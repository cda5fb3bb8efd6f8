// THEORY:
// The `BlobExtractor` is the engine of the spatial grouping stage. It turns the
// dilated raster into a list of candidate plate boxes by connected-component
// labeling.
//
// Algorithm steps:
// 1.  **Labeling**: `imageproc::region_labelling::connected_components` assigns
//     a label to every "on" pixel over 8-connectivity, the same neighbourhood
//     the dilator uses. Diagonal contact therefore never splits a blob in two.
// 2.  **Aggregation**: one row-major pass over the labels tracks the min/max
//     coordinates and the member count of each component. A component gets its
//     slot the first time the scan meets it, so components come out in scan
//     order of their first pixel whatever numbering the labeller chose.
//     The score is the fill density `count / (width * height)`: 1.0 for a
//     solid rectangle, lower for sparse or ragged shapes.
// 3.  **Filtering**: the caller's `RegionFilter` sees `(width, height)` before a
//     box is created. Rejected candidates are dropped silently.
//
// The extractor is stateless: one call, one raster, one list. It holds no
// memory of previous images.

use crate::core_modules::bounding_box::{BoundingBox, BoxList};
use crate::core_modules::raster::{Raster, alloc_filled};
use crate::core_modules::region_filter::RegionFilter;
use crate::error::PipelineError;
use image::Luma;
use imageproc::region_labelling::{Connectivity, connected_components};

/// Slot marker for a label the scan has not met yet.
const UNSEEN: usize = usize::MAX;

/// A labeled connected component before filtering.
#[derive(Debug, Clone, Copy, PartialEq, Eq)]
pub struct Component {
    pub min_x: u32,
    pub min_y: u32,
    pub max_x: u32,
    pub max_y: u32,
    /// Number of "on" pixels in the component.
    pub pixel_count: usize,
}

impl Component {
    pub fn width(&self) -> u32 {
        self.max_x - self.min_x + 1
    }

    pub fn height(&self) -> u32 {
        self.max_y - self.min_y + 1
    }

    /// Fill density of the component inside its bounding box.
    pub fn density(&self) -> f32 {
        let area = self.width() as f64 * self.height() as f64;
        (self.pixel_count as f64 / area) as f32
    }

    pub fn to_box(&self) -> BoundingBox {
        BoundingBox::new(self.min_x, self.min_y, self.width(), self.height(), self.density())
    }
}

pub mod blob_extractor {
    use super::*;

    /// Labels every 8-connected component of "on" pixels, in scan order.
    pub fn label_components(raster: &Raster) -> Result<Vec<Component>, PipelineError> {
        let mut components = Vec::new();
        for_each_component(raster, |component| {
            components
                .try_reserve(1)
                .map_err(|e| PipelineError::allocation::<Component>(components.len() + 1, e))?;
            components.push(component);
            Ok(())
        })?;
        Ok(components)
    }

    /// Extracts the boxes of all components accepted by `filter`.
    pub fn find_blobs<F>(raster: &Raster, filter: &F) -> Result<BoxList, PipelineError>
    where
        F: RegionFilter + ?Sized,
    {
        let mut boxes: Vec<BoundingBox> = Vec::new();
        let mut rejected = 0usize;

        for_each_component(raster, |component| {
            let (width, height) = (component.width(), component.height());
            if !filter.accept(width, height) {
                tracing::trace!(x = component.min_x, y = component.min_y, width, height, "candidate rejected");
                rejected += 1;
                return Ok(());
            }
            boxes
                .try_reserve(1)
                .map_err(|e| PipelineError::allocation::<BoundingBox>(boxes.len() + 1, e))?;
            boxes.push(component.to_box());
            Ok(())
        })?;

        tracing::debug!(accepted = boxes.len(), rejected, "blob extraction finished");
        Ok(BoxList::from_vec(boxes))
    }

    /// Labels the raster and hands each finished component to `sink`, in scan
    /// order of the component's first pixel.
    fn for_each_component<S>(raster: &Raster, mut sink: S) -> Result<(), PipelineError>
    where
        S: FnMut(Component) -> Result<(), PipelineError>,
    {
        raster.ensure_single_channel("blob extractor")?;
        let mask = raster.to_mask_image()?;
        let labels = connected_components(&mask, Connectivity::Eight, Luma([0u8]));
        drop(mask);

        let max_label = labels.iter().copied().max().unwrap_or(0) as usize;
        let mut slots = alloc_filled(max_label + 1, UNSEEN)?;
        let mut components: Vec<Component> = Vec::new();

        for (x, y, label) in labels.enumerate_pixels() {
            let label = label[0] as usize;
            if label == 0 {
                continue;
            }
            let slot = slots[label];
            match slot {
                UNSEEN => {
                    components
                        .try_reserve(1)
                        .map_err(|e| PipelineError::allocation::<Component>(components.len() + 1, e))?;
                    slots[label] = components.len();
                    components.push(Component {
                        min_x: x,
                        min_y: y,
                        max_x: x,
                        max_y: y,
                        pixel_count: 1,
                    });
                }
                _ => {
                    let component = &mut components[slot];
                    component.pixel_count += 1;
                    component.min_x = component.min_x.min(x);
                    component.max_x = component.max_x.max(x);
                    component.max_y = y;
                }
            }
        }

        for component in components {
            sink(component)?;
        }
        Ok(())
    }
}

● TASK
Please go over the data above and copy each line with "push" in it.

● PROBLEM SOLUTION
            components.push(component);
            boxes.push(component.to_box());
                    components.push(Component {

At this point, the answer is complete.